*** AVAILABLE RECORDS Section Begins ***

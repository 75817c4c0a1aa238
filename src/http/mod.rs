//! HTTP API and live channel.
//!
//! Endpoints:
//! - `POST /api/auth/login`, `POST /api/auth/admin/login`,
//!   `GET /api/auth/session`, `POST /api/auth/logout`
//! - `POST /api/claims`, `GET /api/claims/recent`
//! - `GET /api/students/search`
//! - `GET`/`PUT /api/admin/settings`
//! - `GET /api/live` (websocket)
//! - `GET /api/health`

use std::future::Future;
use std::sync::Arc;

use axum::async_trait;
use axum::extract::FromRequestParts;
use axum::http::request::Parts;
use axum::http::{header, HeaderValue, Method, StatusCode};
use axum::routing::{get, post};
use axum::Router;
use tower_http::cors::CorsLayer;
use tower_http::trace::TraceLayer;
use tracing::{info, warn};

use crate::bus::{ClaimBus, RelayHandle};
use crate::config::Config;
use crate::interfaces::DayStore;
use crate::storage::Storage;
use crate::ledger::ClaimLedger;
use crate::read_model::ReadModel;
use crate::session::{Identity, SessionGate};

mod admin;
mod auth;
mod claims;
mod error;
mod live;
mod students;

pub use error::ApiError;

/// Shared state for axum handlers.
pub struct AppState {
    pub ledger: ClaimLedger,
    pub read_model: ReadModel,
    pub days: Arc<dyn DayStore>,
    pub sessions: SessionGate,
    pub bus: ClaimBus,
    pub relay: RelayHandle,
}

impl AppState {
    pub fn new(storage: &Storage, config: &Config, bus: ClaimBus, relay: RelayHandle) -> Self {
        let ledger = ClaimLedger::new(storage);
        Self {
            read_model: ReadModel::new(
                ledger.clone(),
                storage.roster.clone(),
                config.search.max_results,
            ),
            ledger,
            days: storage.days.clone(),
            sessions: SessionGate::new(&config.session),
            bus,
            relay,
        }
    }
}

pub type SharedState = Arc<AppState>;

/// A request from a logged-in officer.
pub struct Officer(pub String);

#[async_trait]
impl FromRequestParts<SharedState> for Officer {
    type Rejection = ApiError;

    async fn from_request_parts(parts: &mut Parts, state: &SharedState) -> Result<Self, ApiError> {
        state
            .sessions
            .identity_from_headers(&parts.headers)
            .and_then(|identity| identity.acting_officer().map(str::to_string))
            .map(Officer)
            .ok_or_else(ApiError::unauthorized)
    }
}

/// A request from an admin session.
pub struct Admin(pub Identity);

#[async_trait]
impl FromRequestParts<SharedState> for Admin {
    type Rejection = ApiError;

    async fn from_request_parts(parts: &mut Parts, state: &SharedState) -> Result<Self, ApiError> {
        state
            .sessions
            .identity_from_headers(&parts.headers)
            .filter(|identity| identity.is_admin)
            .map(Admin)
            .ok_or_else(ApiError::unauthorized)
    }
}

/// Build the axum router (separated for testing).
pub fn router(state: SharedState, allowed_origins: &[String]) -> Router {
    let app = Router::new()
        .route("/api/health", get(health))
        .route("/api/auth/login", post(auth::login))
        .route("/api/auth/admin/login", post(auth::admin_login))
        .route("/api/auth/session", get(auth::session))
        .route("/api/auth/logout", post(auth::logout))
        .route("/api/claims", post(claims::create))
        .route("/api/claims/recent", get(claims::recent))
        .route("/api/students/search", get(students::search))
        .route(
            "/api/admin/settings",
            get(admin::get_settings).put(admin::put_settings),
        )
        .route("/api/live", get(live::upgrade))
        .layer(TraceLayer::new_for_http())
        .with_state(state);

    match cors_layer(allowed_origins) {
        Some(cors) => app.layer(cors),
        None => app,
    }
}

fn cors_layer(allowed_origins: &[String]) -> Option<CorsLayer> {
    let origins: Vec<HeaderValue> = allowed_origins
        .iter()
        .filter_map(|origin| match HeaderValue::from_str(origin) {
            Ok(value) => Some(value),
            Err(_) => {
                warn!(origin = %origin, "Ignoring invalid CORS origin");
                None
            }
        })
        .collect();

    if origins.is_empty() {
        return None;
    }

    Some(
        CorsLayer::new()
            .allow_origin(origins)
            .allow_credentials(true)
            .allow_methods([Method::GET, Method::POST, Method::PUT, Method::OPTIONS])
            .allow_headers([header::CONTENT_TYPE, header::AUTHORIZATION]),
    )
}

/// Serve the router until `shutdown` resolves.
///
/// When the configured port is 0, the OS assigns an ephemeral port. The
/// actual bound address is always logged.
pub async fn serve(
    app: Router,
    bind_address: &str,
    shutdown: impl Future<Output = ()> + Send + 'static,
) -> std::io::Result<()> {
    let listener = tokio::net::TcpListener::bind(bind_address).await?;
    info!(address = %listener.local_addr()?, "HTTP API listening");
    axum::serve(listener, app)
        .with_graceful_shutdown(shutdown)
        .await
}

async fn health() -> StatusCode {
    StatusCode::OK
}
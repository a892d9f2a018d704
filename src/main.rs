mod analysis;
mod chart;
mod data;
mod report;
mod stats;

use std::path::Path;

use anyhow::Result;

fn main() -> Result<()> {
    env_logger::init();

    let out_dir = Path::new(".");
    for experiment in [data::experiments::five_minute(), data::experiments::ten_minute()] {
        log::info!("analyzing {experiment}");
        let analysis = analysis::analyze(&experiment)?;

        let report_path = report::write_report(&analysis, out_dir)?;
        log::info!("wrote {}", report_path.display());

        let summary_path = report::write_group_summary(&analysis, out_dir)?;
        log::info!("wrote {}", summary_path.display());

        let chart_path = chart::render_chart(&analysis, out_dir)?;
        log::info!("wrote {}", chart_path.display());
    }

    Ok(())
}
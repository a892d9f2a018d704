/// Data layer: domain model and the built-in measurements.
///
/// Architecture:
/// ```text
///   ┌─────────────┐
///   │ experiments  │  built-in 5-min / 10-min datasets
///   └─────────────┘
///          │
///          ▼
///   ┌─────────────┐
///   │  Experiment  │  concentration → replicate CO2 volumes
///   └─────────────┘
///          │
///          ▼
///   ┌─────────────┐
///   │ GroupSummary │  derived mean / std per group
///   └─────────────┘
/// ```

pub mod experiments;
pub mod model;
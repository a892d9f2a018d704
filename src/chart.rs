use std::path::{Path, PathBuf};

use anyhow::{Context, Result};
use plotters::prelude::*;
use plotters::series::DashedLineSeries;

use crate::analysis::ExperimentAnalysis;

// ---------------------------------------------------------------------------
// Chart rendering (headless, PNG)
// ---------------------------------------------------------------------------

/// Output raster geometry: a 10 × 6 inch figure at 300 dpi.
const DPI: u32 = 300;
const WIDTH_PX: u32 = 10 * DPI;
const HEIGHT_PX: u32 = 6 * DPI;

/// Where the chart for this analysis is written.
pub fn chart_path(analysis: &ExperimentAnalysis, out_dir: &Path) -> PathBuf {
    out_dir.join(format!("{}.png", analysis.file_stem))
}

/// Data ranges for the plot: x spans the concentration levels with half a
/// level of padding, y spans zero to the tallest error bar plus headroom.
fn axis_ranges(analysis: &ExperimentAnalysis) -> ((f64, f64), (f64, f64)) {
    let first = analysis.summaries.first();
    let last = analysis.summaries.last();
    let x_min = first.map_or(0.0, |s| s.concentration as f64) - 0.5;
    let x_max = last.map_or(0.0, |s| s.concentration as f64) + 0.5;

    let y_top = analysis
        .summaries
        .iter()
        .map(|s| s.mean_volume + s.std_dev)
        .fold(0.0_f64, f64::max);
    ((x_min, x_max), (0.0, y_top * 1.15))
}

/// Render the error-bar scatter with trendline overlay and save it as
/// `<stem>.png` in `out_dir`, overwriting silently.
pub fn render_chart(analysis: &ExperimentAnalysis, out_dir: &Path) -> Result<PathBuf> {
    let path = chart_path(analysis, out_dir);
    let ((x_min, x_max), (y_min, y_max)) = axis_ranges(analysis);
    let title = format!(
        "Effect of NaCl Concentration on Yeast Fermentation ({})",
        analysis.time_label
    );

    let root = BitMapBackend::new(&path, (WIDTH_PX, HEIGHT_PX)).into_drawing_area();
    root.fill(&WHITE)
        .with_context(|| format!("clearing {}", path.display()))?;

    let mut chart = ChartBuilder::on(&root)
        .caption(&title, ("sans-serif", 64))
        .margin(40)
        .x_label_area_size(130)
        .y_label_area_size(150)
        .build_cartesian_2d(x_min..x_max, y_min..y_max)
        .context("building chart axes")?;

    chart
        .configure_mesh()
        .x_desc("NaCl Concentration (%, w/v)")
        .y_desc("Volume of CO2 Produced (cm³)")
        .axis_desc_style(("sans-serif", 46))
        .label_style(("sans-serif", 38))
        .x_labels(analysis.summaries.len())
        .x_label_formatter(&|x: &f64| format!("{x:.0}"))
        .draw()
        .context("drawing chart mesh")?;

    // ±1 sample standard deviation around each group mean.
    chart
        .draw_series(analysis.summaries.iter().map(|s| {
            let x = s.concentration as f64;
            ErrorBar::new_vertical(
                x,
                s.mean_volume - s.std_dev,
                s.mean_volume,
                s.mean_volume + s.std_dev,
                RED.stroke_width(4),
                14,
            )
        }))
        .context("drawing error bars")?;

    chart
        .draw_series(
            analysis
                .summaries
                .iter()
                .map(|s| Circle::new((s.concentration as f64, s.mean_volume), 10, BLUE.filled())),
        )
        .context("drawing group means")?
        .label("Mean CO2 Volume")
        .legend(|(x, y)| Circle::new((x + 12, y), 8, BLUE.filled()));

    let trend: Vec<(f64, f64)> = analysis
        .summaries
        .iter()
        .map(|s| {
            let x = s.concentration as f64;
            (x, analysis.fit.value_at(x))
        })
        .collect();
    chart
        .draw_series(DashedLineSeries::new(trend, 16, 12, GREEN.stroke_width(5)))
        .context("drawing trendline")?
        .label(format!("Trendline (R²={:.4})", analysis.fit.r_squared))
        .legend(|(x, y)| PathElement::new(vec![(x, y), (x + 30, y)], GREEN.stroke_width(5)));

    chart
        .configure_series_labels()
        .position(SeriesLabelPosition::UpperRight)
        .background_style(WHITE.mix(0.85))
        .border_style(BLACK)
        .label_font(("sans-serif", 40))
        .draw()
        .context("drawing legend")?;

    root.present()
        .with_context(|| format!("writing chart to {}", path.display()))?;
    drop(chart);
    drop(root);
    Ok(path)
}

#[cfg(test)]
mod tests {
    use super::*;
    use crate::analysis;
    use crate::data::experiments;

    #[test]
    fn chart_path_uses_file_stem() {
        let analysis = analysis::analyze(&experiments::five_minute()).unwrap();
        let path = chart_path(&analysis, Path::new("out"));
        assert_eq!(path, Path::new("out/yeast_fermentation_5min.png"));
    }

    #[test]
    fn axis_ranges_cover_all_error_bars() {
        let analysis = analysis::analyze(&experiments::ten_minute()).unwrap();
        let ((x_min, x_max), (y_min, y_max)) = axis_ranges(&analysis);
        assert_eq!(x_min, -0.5);
        assert_eq!(x_max, 4.5);
        assert_eq!(y_min, 0.0);
        for s in &analysis.summaries {
            assert!(s.mean_volume + s.std_dev < y_max);
        }
    }

    // Exercises the whole rendering path; needs a system sans-serif font,
    // which headless CI boxes do not always have.
    #[test]
    #[ignore = "requires a system font for text rendering"]
    fn renders_a_png() {
        let dir = tempfile::tempdir().unwrap();
        let analysis = analysis::analyze(&experiments::five_minute()).unwrap();
        let path = render_chart(&analysis, dir.path()).unwrap();

        let bytes = std::fs::read(&path).unwrap();
        assert!(bytes.starts_with(&[0x89, b'P', b'N', b'G', b'\r', b'\n', 0x1a, b'\n']));
        assert!(bytes.len() > 1024);
    }
}
use anyhow::{Context, Result};

use crate::data::model::{Experiment, GroupSummary};
use crate::stats::{self, AnovaResult, LinearFit};

// ---------------------------------------------------------------------------
// ExperimentAnalysis – everything derived from one experiment
// ---------------------------------------------------------------------------

/// Full analysis of a single experiment: per-group summaries, the one-way
/// ANOVA over the raw replicates, and the linear trend over
/// (concentration, group mean) pairs.
#[derive(Debug, Clone)]
pub struct ExperimentAnalysis {
    pub time_label: String,
    pub file_stem: String,
    /// One summary per group, ascending concentration.
    pub summaries: Vec<GroupSummary>,
    pub anova: AnovaResult,
    pub fit: LinearFit,
}

/// Run the complete analysis for one experiment.
pub fn analyze(experiment: &Experiment) -> Result<ExperimentAnalysis> {
    let mut summaries = Vec::with_capacity(experiment.len());
    for (&concentration, replicates) in &experiment.groups {
        let mean_volume = stats::mean(replicates)
            .with_context(|| format!("mean of group {concentration}"))?;
        let std_dev = stats::sample_std(replicates)
            .with_context(|| format!("std of group {concentration}"))?;
        summaries.push(GroupSummary {
            concentration,
            replicates: replicates.len(),
            mean_volume,
            std_dev,
        });
    }

    let groups: Vec<Vec<f64>> = experiment.groups.values().cloned().collect();
    let anova = stats::one_way_anova(&groups)
        .with_context(|| format!("one-way ANOVA for {experiment}"))?;

    let xs: Vec<f64> = summaries.iter().map(|s| s.concentration as f64).collect();
    let ys: Vec<f64> = summaries.iter().map(|s| s.mean_volume).collect();
    let fit = stats::linear_fit(&xs, &ys)
        .with_context(|| format!("trendline fit for {experiment}"))?;

    Ok(ExperimentAnalysis {
        time_label: experiment.time_label.clone(),
        file_stem: experiment.file_stem.clone(),
        summaries,
        anova,
        fit,
    })
}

*** AVAILABLE RECORDS Section Ends ***

**PROBLEM DESCRIPTION**
The first line of the records begins the span, and the line containing "ClaimBus, relay: RelayHandle)" ends it. Reproduce that span exactly, both ends included.

**ANSWER TO THE EXERCISE**
repository 75817c4c0a1aa238
filename src/http/mod.rs
//! HTTP API and live channel.
//!
//! Endpoints:
//! - `POST /api/auth/login`, `POST /api/auth/admin/login`,
//!   `GET /api/auth/session`, `POST /api/auth/logout`
//! - `POST /api/claims`, `GET /api/claims/recent`
//! - `GET /api/students/search`
//! - `GET`/`PUT /api/admin/settings`
//! - `GET /api/live` (websocket)
//! - `GET /api/health`

use std::future::Future;
use std::sync::Arc;

use axum::async_trait;
use axum::extract::FromRequestParts;
use axum::http::request::Parts;
use axum::http::{header, HeaderValue, Method, StatusCode};
use axum::routing::{get, post};
use axum::Router;
use tower_http::cors::CorsLayer;
use tower_http::trace::TraceLayer;
use tracing::{info, warn};

use crate::bus::{ClaimBus, RelayHandle};
use crate::config::Config;
use crate::interfaces::DayStore;
use crate::storage::Storage;
use crate::ledger::ClaimLedger;
use crate::read_model::ReadModel;
use crate::session::{Identity, SessionGate};

mod admin;
mod auth;
mod claims;
mod error;
mod live;
mod students;

pub use error::ApiError;

/// Shared state for axum handlers.
pub struct AppState {
    pub ledger: ClaimLedger,
    pub read_model: ReadModel,
    pub days: Arc<dyn DayStore>,
    pub sessions: SessionGate,
    pub bus: ClaimBus,
    pub relay: RelayHandle,
}

impl AppState {
    pub fn new(storage: &Storage, config: &Config, bus: ClaimBus, relay: RelayHandle) -> Self {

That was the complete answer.